- Exercise: Write the data below out in full, exactly as it stands.

+++ Data in this exercise +++

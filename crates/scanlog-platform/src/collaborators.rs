use std::{
    io::{self, BufRead, Write},
    process::{Command, Stdio},
};

use anyhow::{anyhow, Context, Result};

// Operator yes/no prompt shown before a bug report is filed.
pub trait Confirm: Send + Sync {
    fn confirm(&self, message: &str, title: &str) -> bool;
}

// Hands a URL to whatever the platform uses to open links.
pub trait UrlOpener: Send + Sync {
    fn open(&self, url: &str) -> Result<()>;
}

#[derive(Debug, Clone, Copy, Default)]
pub struct AlwaysDecline;

impl Confirm for AlwaysDecline {
    fn confirm(&self, _message: &str, _title: &str) -> bool {
        false
    }
}

#[derive(Debug, Clone, Copy, Default)]
pub struct AlwaysConfirm;

impl Confirm for AlwaysConfirm {
    fn confirm(&self, _message: &str, _title: &str) -> bool {
        true
    }
}

// Terminal prompt; anything other than `y`/`yes` declines, including a
// closed stdin.
#[derive(Debug, Clone, Copy, Default)]
pub struct StdinConfirm;

impl Confirm for StdinConfirm {
    fn confirm(&self, message: &str, title: &str) -> bool {
        let mut err = io::stderr();
        let _ = write!(err, "{title}\n{message} [y/N] ");
        let _ = err.flush();
        let mut answer = String::new();
        if io::stdin().lock().read_line(&mut answer).is_err() {
            return false;
        }
        is_yes(&answer)
    }
}

fn is_yes(answer: &str) -> bool {
    matches!(answer.trim().to_ascii_lowercase().as_str(), "y" | "yes")
}

#[derive(Debug, Clone, Copy, Default)]
pub struct SystemOpener;

impl UrlOpener for SystemOpener {
    fn open(&self, url: &str) -> Result<()> {
        let (program, args) = open_argv(url);
        let status = Command::new(program)
            .args(&args)
            .stdin(Stdio::null())
            .stdout(Stdio::null())
            .stderr(Stdio::null())
            .status()
            .context("spawn url opener failed")?;
        if !status.success() {
            return Err(anyhow!("url opener exit={status}"));
        }
        Ok(())
    }
}

// The URL must reach the handler as one argument. `cmd /C start` would split
// the query string at every `&`, so Windows goes through the URL protocol
// handler directly without a shell.
#[cfg(windows)]
fn open_argv(url: &str) -> (&'static str, Vec<String>) {
    (
        "rundll32",
        vec!["url.dll,FileProtocolHandler".to_string(), url.to_string()],
    )
}

#[cfg(target_os = "macos")]
fn open_argv(url: &str) -> (&'static str, Vec<String>) {
    ("open", vec![url.to_string()])
}

#[cfg(all(unix, not(target_os = "macos")))]
fn open_argv(url: &str) -> (&'static str, Vec<String>) {
    ("xdg-open", vec![url.to_string()])
}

+++

- Solved problem:
filename crates/scanlog-platform/src/collaborators.rs
use std::{
    io::{self, BufRead, Write},
    process::{Command, Stdio},
};

use anyhow::{anyhow, Context, Result};

// Operator yes/no prompt shown before a bug report is filed.
pub trait Confirm: Send + Sync {
    fn confirm(&self, message: &str, title: &str) -> bool;
}

// Hands a URL to whatever the platform uses to open links.
pub trait UrlOpener: Send + Sync {
    fn open(&self, url: &str) -> Result<()>;
}

#[derive(Debug, Clone, Copy, Default)]
pub struct AlwaysDecline;

impl Confirm for AlwaysDecline {
    fn confirm(&self, _message: &str, _title: &str) -> bool {
        false
    }
}

#[derive(Debug, Clone, Copy, Default)]
pub struct AlwaysConfirm;

impl Confirm for AlwaysConfirm {
    fn confirm(&self, _message: &str, _title: &str) -> bool {
        true
    }
}

// Terminal prompt; anything other than `y`/`yes` declines, including a
// closed stdin.
#[derive(Debug, Clone, Copy, Default)]
pub struct StdinConfirm;

impl Confirm for StdinConfirm {
    fn confirm(&self, message: &str, title: &str) -> bool {
        let mut err = io::stderr();
        let _ = write!(err, "{title}\n{message} [y/N] ");
        let _ = err.flush();
        let mut answer = String::new();
        if io::stdin().lock().read_line(&mut answer).is_err() {
            return false;
        }
        is_yes(&answer)
    }
}

fn is_yes(answer: &str) -> bool {
    matches!(answer.trim().to_ascii_lowercase().as_str(), "y" | "yes")
}

#[derive(Debug, Clone, Copy, Default)]
pub struct SystemOpener;

impl UrlOpener for SystemOpener {
    fn open(&self, url: &str) -> Result<()> {
        let (program, args) = open_argv(url);
        let status = Command::new(program)
            .args(&args)
            .stdin(Stdio::null())
            .stdout(Stdio::null())
            .stderr(Stdio::null())
            .status()
            .context("spawn url opener failed")?;
        if !status.success() {
            return Err(anyhow!("url opener exit={status}"));
        }
        Ok(())
    }
}

// The URL must reach the handler as one argument. `cmd /C start` would split
// the query string at every `&`, so Windows goes through the URL protocol
// handler directly without a shell.
#[cfg(windows)]
fn open_argv(url: &str) -> (&'static str, Vec<String>) {
    (
        "rundll32",
        vec!["url.dll,FileProtocolHandler".to_string(), url.to_string()],
    )
}

#[cfg(target_os = "macos")]
fn open_argv(url: &str) -> (&'static str, Vec<String>) {
    ("open", vec![url.to_string()])
}

#[cfg(all(unix, not(target_os = "macos")))]
fn open_argv(url: &str) -> (&'static str, Vec<String>) {
    ("xdg-open", vec![url.to_string()])
}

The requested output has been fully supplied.